Updated: Jul 7, 2019
Ranked as Australia’s second street art capital, Perth’s laneways and buildings have become works of art in recent times; no wall is safe. In 2016 alone, over 100 creatives joined forces with Form, an organisation dedicated to creativity, to transform public spaces from Perth to Claremont to Albany in the Great Southern Region. The Streets of Perth have created an entire blog around Perth’s street art movement, but with murals popping up at a speedy rate, its almost impossible to keep track. Besides, its fun to make your own artistic discoveries. Here’re a few of ours.
Admire your street art, compliments of local urban artist Daek William, while waiting for Portuguese tarts and a brew from Blacklist Coffee Roasters from this hole in the wall, aptly named Graffiti. Playful and nostalgic, Daek’s work adorns commercial and residential spaces all over the city, such as Standby Espresso (on the outside of Fresh Provisions) and Mexican tapas and bar El Publico.
Another wonderful piece by Daek William, engaging his trademark of vibrant faces in unexpected places. This one is plastered on the side of Gemma’s Health & Beauty Spa and works as a lovely prelude into the yummy and fashionable delights along this stretch of Maylands’ Whatley Crescent precinct.
Just a small section of furniture emporium East West Design’s 78-metre fresco. Painted by mural artist Graeme Miles Richards on the corrugated iron warehouse, the exterior took months of dedication and years of expertise.
Wander down into Fremantle’s quiet West End on Leake Street for Lady Bananas’ distinctive women demurely peeking out to the world.
Artist Mel McVee makes an environmental, waste management and sustainability statement about Northbridge’s lively persona. Situated on Errichetti Place in Northbridge behind The Game Sports Bar, the home of many bottles, the City of Perth threw a painting party on 4 March, 2017.
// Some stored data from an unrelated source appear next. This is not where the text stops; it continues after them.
//! Simulation constants — defaults behind `SimConfig::default()`.
//!
//! Grouped into plain `pub mod` namespaces so both the engine and the
//! headless harness can reference them without a config instance.

pub mod time {
    /// Simulation seconds per real second.
    pub const TIME_SCALE: f32 = 960.0;
    /// Seconds in one simulation day.
    pub const SECS_PER_DAY: f32 = 86_400.0;
}

pub mod needs {
    /// In-simulation seconds for thirst to run 0 → 1 if never addressed.
    pub const THIRST_SATURATION_SECS: f32 = 14_400.0;
    /// In-simulation seconds for bathroom need to saturate.
    pub const BATHROOM_SATURATION_SECS: f32 = 21_600.0;
    /// In-simulation seconds for hunger to saturate.
    pub const HUNGER_SATURATION_SECS: f32 = 43_200.0;
    /// In-simulation seconds for sleep need to reach 1.0 (it keeps
    /// accumulating past that, up to `SLEEP_MAX`).
    pub const SLEEP_SATURATION_SECS: f32 = 86_400.0;

    /// Upper bound for thirst, bathroom, and hunger.
    pub const NEED_MAX: f32 = 1.0;
    /// Sleep debt accumulates past saturation, up to three full days.
    pub const SLEEP_MAX: f32 = 3.0;
}

pub mod happiness {
    pub const THIRST_WEIGHT: f32 = 0.4;
    pub const BATHROOM_WEIGHT: f32 = 0.3;
    pub const HUNGER_WEIGHT: f32 = 0.2;
    pub const SLEEP_WEIGHT: f32 = 0.3;
    /// Penalty at full jobless scale (seven days without work).
    pub const JOBLESS_PENALTY: f32 = 0.05;
    /// Flat penalty for sleeping without an assigned bed.
    pub const NO_BED_PENALTY: f32 = 0.1;
    /// Days without a job before the jobless penalty reaches full scale.
    pub const JOBLESS_SCALE_DAYS: f32 = 7.0;
}

pub mod physiology {
    /// Daily O2 consumption in liters for the reference adult
    /// (~0.84 kg O2/day per NASA STD-3001).
    pub const BASE_DAILY_O2_LITERS: f32 = 588.0;
    /// Reference body weight the base rate is normalized to.
    pub const REFERENCE_WEIGHT_KG: f32 = 70.0;
    /// Respiratory quotient: CO2 volume produced per O2 volume consumed.
    pub const RESPIRATORY_QUOTIENT: f32 = 0.85;
    /// Multiplier on male O2 consumption. 1.0 = no adjustment.
    pub const MALE_O2_FACTOR: f32 = 1.0;
}

pub mod mortality {
    /// BMI below which a male colonist dies of starvation.
    pub const BMI_THRESHOLD_MALE: f32 = 13.0;
    /// BMI below which a female colonist dies of starvation.
    pub const BMI_THRESHOLD_FEMALE: f32 = 11.0;
    /// Fraction of body weight lost per day while hunger is saturated.
    pub const DAILY_WEIGHT_LOSS_RATE: f32 = 0.005;
}

pub mod resources {
    pub const INITIAL_O2_LITERS: f32 = 4_000.0;
    pub const INITIAL_H2O_LITERS: f32 = 1_200.0;
    pub const INITIAL_CO2_PPM: f32 = 400.0;
    pub const INITIAL_MEALS: f32 = 100.0;
    pub const INITIAL_SOLID_WASTE_LITERS: f32 = 0.0;
    pub const INITIAL_LIQUID_WASTE_LITERS: f32 = 0.0;
    pub const INITIAL_FE: f32 = 0.0;

    // Storage capacities of the core habitat module.
    pub const MAX_O2_LITERS: f32 = 3_360.0;
    pub const MAX_H2O_LITERS: f32 = 1_000.0;
    pub const MAX_MEALS: f32 = 80.0;
    pub const MAX_SOLID_WASTE_LITERS: f32 = 10.0;
    pub const MAX_LIQUID_WASTE_LITERS: f32 = 30.0;
}

pub mod habitat {
    /// Beds in the habitation module.
    pub const BED_CAPACITY: u32 = 4;
}

pub mod components {
    /// CO2 removed per simulation second by a scrubber at full condition (ppm).
    pub const CO2_SCRUB_RATE: f32 = 5.0;
    /// O2 partial pressure setpoint the controller drives toward (mmHg).
    pub const O2_SETPOINT_MMHG: f32 = 210.0;
    /// Gain on the O2 deficit when replenishing.
    pub const O2_FILL_GAIN: f32 = 0.1;
    /// Gain on the O2 surplus when venting. Smaller than the fill gain:
    /// replenishment is prioritized over venting.
    pub const O2_VENT_GAIN: f32 = 0.05;
    /// Total-pressure target for the regulator (hPa).
    pub const PRESSURE_TARGET_HPA: f32 = 1013.0;
    /// Relative-humidity setpoint (%).
    pub const HUMIDITY_SETPOINT_PCT: f32 = 50.0;
    /// Liters of H2O consumed per unit RH deficit per simulation second.
    pub const HUMIDITY_WATER_GAIN: f32 = 0.01;
    /// RH percentage moved per unit deficit per simulation second.
    pub const HUMIDITY_RH_GAIN: f32 = 0.1;

    /// Simulation seconds a component runs before wear sets in.
    pub const MAINTENANCE_INTERVAL_SECS: f32 = 10_000.0;
    /// Condition lost per simulation second once past the interval.
    pub const CONDITION_DECAY_RATE: f32 = 0.001;
    /// Condition restored by routine maintenance (not a full repair).
    pub const MAINTENANCE_CONDITION_BONUS: f32 = 0.2;
    /// Condition a component must exceed after maintenance to come back online.
    pub const REACTIVATION_THRESHOLD: f32 = 0.2;
}

pub mod satisfaction {
    /// Liters of water consumed per drink.
    pub const DRINK_H2O_LITERS: f32 = 0.5;
    /// Meals consumed per serving.
    pub const MEAL_PORTION: f32 = 1.0;
    /// Solid waste produced per bathroom visit (liters).
    pub const SOLID_WASTE_PER_VISIT: f32 = 0.2;
    /// Liquid waste produced per bathroom visit (liters).
    pub const LIQUID_WASTE_PER_VISIT: f32 = 0.4;
}

pub mod env_limits {
    /// Nominal habitat conditions reported when no sensor feedback exists.
    pub const NOMINAL_TEMPERATURE_C: f32 = 22.0;
    pub const NOMINAL_RH_PCT: f32 = 50.0;
    pub const NOMINAL_PRESSURE_HPA: f32 = 1013.0;
    pub const NOMINAL_O2_PP_MMHG: f32 = 210.0;

    /// CO2 above this is uncomfortable (ppm).
    pub const HIGH_CO2_PPM: f32 = 1_000.0;
    /// CO2 above this impairs judgment (ppm).
    pub const DANGER_CO2_PPM: f32 = 5_000.0;
    /// CO2 above this is lethal (ppm).
    pub const LETHAL_CO2_PPM: f32 = 40_000.0;

    /// Tolerated O2 partial pressure band (mmHg).
    pub const O2_PP_MIN_MMHG: f32 = 140.0;
    pub const O2_PP_MAX_MMHG: f32 = 300.0;
    /// O2 partial pressure below this causes rapid impairment (mmHg).
    pub const CRITICAL_O2_PP_MMHG: f32 = 100.0;
    /// O2 partial pressure below this is lethal (mmHg).
    pub const LETHAL_O2_PP_MMHG: f32 = 60.0;

    /// Tolerated total-pressure band (hPa).
    pub const PRESSURE_MIN_HPA: f32 = 700.0;
    pub const PRESSURE_MAX_HPA: f32 = 1013.0;
    /// Pressure below this is dangerous regardless of O2 fraction (hPa).
    pub const DANGER_PRESSURE_HPA: f32 = 620.0;
}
Although you’re not really allowed inside the abandoned South Fremantle Power Station on McTaggart Cove in North Coogee, there’s easy access through the fence on the beach side, if you’re game. For an eerie adventure, visit at dusk or during the weekdays when you might have the place to yourself. A fine example of Brutalist architecture, the power station opened in 1951 and later closed down in 1985 in the wake of technological advances. The building is shrouded in myth and mystique, so beware of the rumoured ghosts and haunting drafts that blow through the derelict building.
Also in Fremantle and at the base of Cantonment Hill, where the Fremantle Traffic bridge meets Canning Highway, is a large octopus on the facade of the WWII Naval Store, created by the English artist who goes by the name of Phlegm. Also of note is the art installation of the rainbow of shipping containers in the background crafted by Perth artist Marcus Canning.
Prior to painting this wonderful mural on the side of the Art Deco cinema Luna Leederville, on the corner of Oxford and Vincent streets, Australian artist Fintan Magee had been in trouble with the law on numerous occasions for decorating his hometown of Brisbane. Now, world-renowned and with the law on his side, the City of Vincent commissioned the project as part of Light Up Leederville Carnival in December 2014. Titled Leaving Home, perhaps an ode to his own journey?
A whimsical backdrop to one of Perth’s inner-city bars, called the Cheeky Sparrow in Wolf Lane. This piece was created by local muralist and tattooist Harvey Jackson.
Not technically on the street, this mural of Naples in Ruocco’s Pizzeria e Ristorante is an enticing reminder of where your wood-fired pizza originated.
The Grand Cinemas Cygnet is one of Perth’s few remaining Art Deco cinemas and resides on Preston Street in South Perth. Originally named the Como Cinema, it opened in 1938 and is reminiscent of the grandeur of its time. Its only fitting that a film great should adorn its walls.
Wild horses can’t drive Perth’s street art buffs away with Border Crossing by Audrey Fernandes-Satar
Another discovery on the walking tour is Wolf Lane, home to sensational street art by global artists invited to Perth by City Council. Highlights include Argentinian artist Pastel's works inspired by intricate, indigenous Australian art and the characters of Stormie Mills, a local artist. Wolf Lane itself is a pedestrian lane revitalized as part of a project to make the most of the city's urban spaces. It sits between two shopping streets and features cafes and bars, but it's the mix of huge murals and smaller artworks that catch the eye. One notable work comes from Peter Drew, an Australian artist whose poster-sized images of real Australians from over the years come with the word "Aussie" prominently stamped in capital letters. All the images stimulate discussion around the idea of national identity. Those immortalized include Monga Khan, a 19th-century turban-wearing Indian who brought camels to Australia.